National Presto Industries, Inc.
- Type: Public
- Traded as: NYSE: NPK S&P 600 Component
- Industry: Consumer products
- Founded: 1905; 121 years ago
- Headquarters: Eau Claire, Wisconsin, United States
- Area served: Worldwide
- Key people: Maryjo Cohen (President and CEO)
- Products: Small Kitchen appliances, Ammunition, and Absorbent Products
- Revenue: $405.3M
- Website: www.gopresto.com/

= National Presto Industries =

Manufacturer of kitchen appliances

National Presto Industries is a company founded in 1905 in Eau Claire, Wisconsin. Originally called "Northwestern Steel and Iron Works" the company changed its name to the "National Pressure Cooker Company" in 1929 and then National Presto Industries, Inc. 1953. The company originally produced pressure canners for commercial, and later home, use. Beginning in 1939, the company introduced small home-use cooking appliances. The company was admitted to the New York Stock Exchange on March 3, 1969.

== Background ==
The company is divided into three business segments (divisions), Housewares/Small Appliance; Defense; and Safety. The Housewares/Small Appliance segment "designs and sells small household appliances", including pressure cookers, under the Presto brand. The Defense segment produces ordnance and ammunition products. The Safety Segment consists of two startups. The first is Rusoh, Inc., which designs and markets the Rusoh® Eliminator® fire extinguisher, the first self-service fire extinguisher. The second is OneEvent Technologies, Inc. It offers systems that provide early warning of conditions that could ultimately lead to significant losses.

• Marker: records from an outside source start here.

use tracing_subscriber::EnvFilter;

use quasar::config::Config;

#[tokio::main]
async fn main() -> anyhow::Result<()> {
    let config = Config::from_env();

    let filter = if config.verbose {
        EnvFilter::new("debug")
    } else {
        std::env::var("RUST_LOG")
            .ok()
            .map(EnvFilter::new)
            .unwrap_or_else(|| EnvFilter::new("info"))
    };

    tracing_subscriber::fmt().with_env_filter(filter).init();

    quasar::app::run(config).await
}
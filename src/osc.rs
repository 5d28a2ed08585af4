//! OSC Ingest (§4.E) — UDP listener decoding sound-control messages into
//! Voice State mutations.

use std::sync::Arc;

use tokio::net::UdpSocket;

use crate::hub::Hub;
use crate::voice::OscArg;

const RECV_BUF_SIZE: usize = 4096;

pub async fn run(socket: UdpSocket, hub: Arc<Hub>) {
    let mut buf = [0u8; RECV_BUF_SIZE];
    loop {
        match socket.recv_from(&mut buf).await {
            Ok((len, _src)) => dispatch_packet(&buf[..len], &hub),
            Err(err) => {
                // The listener itself stays alive on socket errors (§4.E).
                tracing::warn!(%err, "osc socket recv error");
            }
        }
    }
}

fn dispatch_packet(bytes: &[u8], hub: &Arc<Hub>) {
    match rosc::decoder::decode_udp(bytes) {
        Ok((_, packet)) => {
            hub.note_osc_datagram();
            flatten(packet, hub);
        }
        Err(err) => {
            tracing::debug!(?err, "osc decode error, dropping datagram");
            hub.note_osc_decode_error();
        }
    }
}

fn flatten(packet: rosc::OscPacket, hub: &Arc<Hub>) {
    match packet {
        rosc::OscPacket::Message(msg) => {
            let args = convert_args(msg.args);
            hub.handle_osc_message(&msg.addr, &args);
        }
        rosc::OscPacket::Bundle(bundle) => {
            for inner in bundle.content {
                flatten(inner, hub);
            }
        }
    }
}

fn convert_args(args: Vec<rosc::OscType>) -> Vec<OscArg> {
    args.into_iter()
        .filter_map(|arg| match arg {
            rosc::OscType::Int(i) => Some(OscArg::Int(i as i64)),
            rosc::OscType::Long(l) => Some(OscArg::Int(l)),
            rosc::OscType::Float(f) => Some(OscArg::Float(f as f64)),
            rosc::OscType::Double(d) => Some(OscArg::Float(d)),
            rosc::OscType::String(s) => Some(OscArg::String(s)),
            _ => None,
        })
        .collect()
}

#[cfg(test)]
mod tests {
    use super::*;

    #[test]
    fn converts_recognized_arg_types() {
        let args = convert_args(vec![
            rosc::OscType::Int(1),
            rosc::OscType::Float(2.5),
            rosc::OscType::String("tia".to_string()),
        ]);
        assert_eq!(args.len(), 3);
        assert!(matches!(args[0], OscArg::Int(1)));
        assert!(matches!(args[2], OscArg::String(ref s) if s == "tia"));
    }
}
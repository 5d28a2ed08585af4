//! Process-wide monotonic counters, read-only to the outside world.

use chrono::{DateTime, Utc};
use serde::Serialize;

/// Counters updated by the Client Hub and Slot Scheduler.
///
/// Lives behind a single `parking_lot::Mutex` in `AppState` — every update
/// already happens on a path that holds some other short-lived lock, so one
/// more plain struct behind one more lock costs nothing and keeps the
/// increments uncomplicated.
#[derive(Debug, Clone, Serialize)]
pub struct Stats {
    #[serde(skip)]
    pub started_at: DateTime<Utc>,
    pub frames_relayed: u64,
    pub osc_messages: u64,
    pub clients_connected: u64,
    pub bridges_spawned: u64,
    pub decode_errors: u64,
    pub osc_unrecognized: u64,
    pub protocol_violations: u64,
}

impl Stats {
    pub fn new() -> Self {
        Self {
            started_at: Utc::now(),
            frames_relayed: 0,
            osc_messages: 0,
            clients_connected: 0,
            bridges_spawned: 0,
            decode_errors: 0,
            osc_unrecognized: 0,
            protocol_violations: 0,
        }
    }

    pub fn uptime_ms(&self) -> i64 {
        (Utc::now() - self.started_at).num_milliseconds().max(0)
    }
}

impl Default for Stats {
    fn default() -> Self {
        Self::new()
    }
}
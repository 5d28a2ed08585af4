//! WebSocket endpoint (`/ws`, §6) — peer classification and the per-peer
//! read/write task split.

use std::collections::HashMap;

use axum::extract::ws::{Message, WebSocket, WebSocketUpgrade};
use axum::extract::{Query, State};
use axum::response::IntoResponse;
use futures_util::{SinkExt, StreamExt};
use tokio::sync::mpsc;

use crate::app::AppState;
use crate::handle::Handle;

const OUTBOX_CAPACITY: usize = 64;

pub async fn ws_handler(
    ws: WebSocketUpgrade,
    Query(params): Query<HashMap<String, String>>,
    State(state): State<AppState>,
) -> impl IntoResponse {
    let is_game = params.get("role").map(|r| r == "game").unwrap_or(false);
    ws.on_upgrade(move |socket| handle_socket(socket, state, is_game))
}

async fn handle_socket(socket: WebSocket, state: AppState, is_game: bool) {
    let handle = Handle::new();
    let (mut sink, mut stream) = socket.split();
    let (tx, mut rx) = mpsc::channel::<Message>(OUTBOX_CAPACITY);

    if is_game {
        state.hub.register_game_source(handle, tx);
    } else {
        state.hub.register_browser(handle, tx);
    }

    // Per-peer write task: draining is independent across peers, so a slow
    // peer can suspend here without stalling anyone else's broadcast.
    let writer = tokio::spawn(async move {
        while let Some(msg) = rx.recv().await {
            if sink.send(msg).await.is_err() {
                break;
            }
        }
    });

    while let Some(frame) = stream.next().await {
        match frame {
            Ok(Message::Text(text)) => {
                if is_game {
                    state.hub.handle_game_source_message(handle, &text);
                } else {
                    state.hub.handle_browser_message(handle, &text).await;
                }
            }
            Ok(Message::Close(_)) | Err(_) => break,
            Ok(_) => {}
        }
    }

    state.hub.remove_peer(handle);
    writer.abort();
}
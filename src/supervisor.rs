//! Supervisor Registrar (§4.G) — side-effect-only collaborator that makes
//! the managed PULSAR process visible to an external service supervisor
//! (TSM) by writing a process-descriptor directory.

use crate::config::Config;

const PROCESS_NAME: &str = "pulsar";

pub struct Supervisor {
    config: Config,
}

impl Supervisor {
    pub fn new(config: Config) -> Self {
        Self { config }
    }

    /// Writes `processes/<name>/{<name>.pid, meta.json, current.out,
    /// current.err}`. Failures are logged and non-fatal to the hub.
    pub async fn register(&self, pid: u32, comm_type: &str, comm_path: Option<&str>) {
        if let Err(err) = self.try_register(pid, comm_type, comm_path).await {
            tracing::warn!(%err, "failed to write supervisor entry");
        }
    }

    async fn try_register(
        &self,
        pid: u32,
        comm_type: &str,
        comm_path: Option<&str>,
    ) -> std::io::Result<()> {
        let dir = self.config.processes_dir().join(PROCESS_NAME);
        tokio::fs::create_dir_all(&dir).await?;

        // On read failure, spec mandates a fixed fallback id; `next_id`
        // already degrades to 1 in that case.
        let tsm_id = self.next_id().await.unwrap_or(1);
        let (parent, parent_tsm_id) = self.read_parent_linkage().await;

        tokio::fs::write(dir.join(format!("{PROCESS_NAME}.pid")), pid.to_string()).await?;

        let meta = serde_json::json!({
            "tsm_id": tsm_id,
            "name": PROCESS_NAME,
            "pid": pid,
            "command": self.config.pulsar_bin.display().to_string(),
            "parent": parent,
            "parent_tsm_id": parent_tsm_id,
            "comm_type": comm_type,
            "comm_path": comm_path,
            "status": "running",
            "start_time": chrono::Utc::now().to_rfc3339(),
        });
        tokio::fs::write(dir.join("meta.json"), serde_json::to_vec_pretty(&meta)?).await?;

        tokio::fs::write(dir.join("current.out"), b"").await?;
        tokio::fs::write(dir.join("current.err"), b"").await?;
        Ok(())
    }

    async fn next_id(&self) -> std::io::Result<u64> {
        let path = self.config.runtime_dir.join("next_id");
        tokio::fs::create_dir_all(&self.config.runtime_dir).await?;
        let current: u64 = match tokio::fs::read_to_string(&path).await {
            Ok(s) => s.trim().parse().unwrap_or(0),
            Err(_) => 0,
        };
        let next = current + 1;
        tokio::fs::write(&path, next.to_string()).await?;
        Ok(next)
    }

    /// Parent linkage is filled from the hub's own supervisor entry if one
    /// exists; absence is acceptable (§4.G).
    async fn read_parent_linkage(&self) -> (Option<String>, Option<u64>) {
        let own_meta = self.config.processes_dir().join("quasar").join("meta.json");
        let Ok(bytes) = tokio::fs::read(&own_meta).await else {
            return (None, None);
        };
        match serde_json::from_slice::<serde_json::Value>(&bytes) {
            Ok(v) => {
                let name = v.get("name").and_then(|n| n.as_str()).map(str::to_string);
                let tsm_id = v.get("tsm_id").and_then(|n| n.as_u64());
                (name, tsm_id)
            }
            Err(_) => (None, None),
        }
    }

    /// Recursively removes `processes/<name>/`. Idempotent.
    pub async fn remove(&self) {
        let dir = self.config.processes_dir().join(PROCESS_NAME);
        if let Err(err) = tokio::fs::remove_dir_all(&dir).await {
            if err.kind() != std::io::ErrorKind::NotFound {
                tracing::warn!(%err, "failed to remove supervisor entry");
            }
        }
    }
}

#[cfg(test)]
mod tests {
    use super::*;
    use crate::config::Config;

    fn test_config(dir: &tempfile::TempDir) -> Config {
        let mut config = Config::from_env();
        config.runtime_dir = dir.path().to_path_buf();
        config
    }

    #[tokio::test]
    async fn register_then_remove_round_trips() {
        let dir = tempfile::tempdir().unwrap();
        let supervisor = Supervisor::new(test_config(&dir));

        supervisor.register(1234, "pipe", None).await;

        let entry_dir = dir.path().join("processes").join(PROCESS_NAME);
        assert!(entry_dir.join("pulsar.pid").exists());
        assert!(entry_dir.join("meta.json").exists());
        assert!(entry_dir.join("current.out").exists());
        assert!(entry_dir.join("current.err").exists());

        supervisor.remove().await;
        assert!(!entry_dir.exists());
    }

    #[tokio::test]
    async fn remove_without_prior_register_is_not_an_error() {
        let dir = tempfile::tempdir().unwrap();
        let supervisor = Supervisor::new(test_config(&dir));
        supervisor.remove().await;
    }
}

Having previously divested itself of almost all operations and having closed its defense operations in 1992, the company was a small household appliance seller. In 2001, with the purchase of AMTEC, the company returned to the defense business. In 2007, Presto won, in appeal, against the U.S. Securities and Exchange Commission over investment status. The company does not have to register as a mutual fund.